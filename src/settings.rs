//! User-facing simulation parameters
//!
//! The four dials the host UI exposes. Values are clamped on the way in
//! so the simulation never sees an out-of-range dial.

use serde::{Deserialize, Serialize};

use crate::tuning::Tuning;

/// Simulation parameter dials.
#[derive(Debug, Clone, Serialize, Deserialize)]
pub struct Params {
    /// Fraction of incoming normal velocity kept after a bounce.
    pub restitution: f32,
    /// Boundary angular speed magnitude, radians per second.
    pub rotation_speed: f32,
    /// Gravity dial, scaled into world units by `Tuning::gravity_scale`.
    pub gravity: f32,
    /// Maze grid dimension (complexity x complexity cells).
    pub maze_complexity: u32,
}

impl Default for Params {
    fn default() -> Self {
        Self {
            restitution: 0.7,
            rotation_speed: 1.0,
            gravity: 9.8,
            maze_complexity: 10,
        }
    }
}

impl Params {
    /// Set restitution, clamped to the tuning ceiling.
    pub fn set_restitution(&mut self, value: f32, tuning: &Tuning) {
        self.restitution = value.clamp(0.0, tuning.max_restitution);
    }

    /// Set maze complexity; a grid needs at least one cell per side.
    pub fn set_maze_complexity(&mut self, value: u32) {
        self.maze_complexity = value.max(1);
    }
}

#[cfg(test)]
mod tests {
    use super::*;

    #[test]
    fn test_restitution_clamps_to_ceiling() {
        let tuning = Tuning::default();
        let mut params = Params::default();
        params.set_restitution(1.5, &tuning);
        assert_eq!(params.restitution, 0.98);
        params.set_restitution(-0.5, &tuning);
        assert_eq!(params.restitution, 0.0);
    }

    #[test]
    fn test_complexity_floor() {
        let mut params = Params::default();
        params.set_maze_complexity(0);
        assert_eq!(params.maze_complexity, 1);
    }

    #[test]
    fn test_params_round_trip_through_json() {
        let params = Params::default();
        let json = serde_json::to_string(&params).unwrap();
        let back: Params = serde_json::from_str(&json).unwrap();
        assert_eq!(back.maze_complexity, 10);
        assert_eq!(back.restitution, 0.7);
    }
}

* **Assignment**
Write out the listing exactly from its first line to the line containing "radians per second.". Both of those lines belong in the answer.

* **Task result**
filename src/settings.rs
//! User-facing simulation parameters
//!
//! The four dials the host UI exposes. Values are clamped on the way in
//! so the simulation never sees an out-of-range dial.

use serde::{Deserialize, Serialize};

use crate::tuning::Tuning;

/// Simulation parameter dials.
#[derive(Debug, Clone, Serialize, Deserialize)]
pub struct Params {
    /// Fraction of incoming normal velocity kept after a bounce.
    pub restitution: f32,
    /// Boundary angular speed magnitude, radians per second.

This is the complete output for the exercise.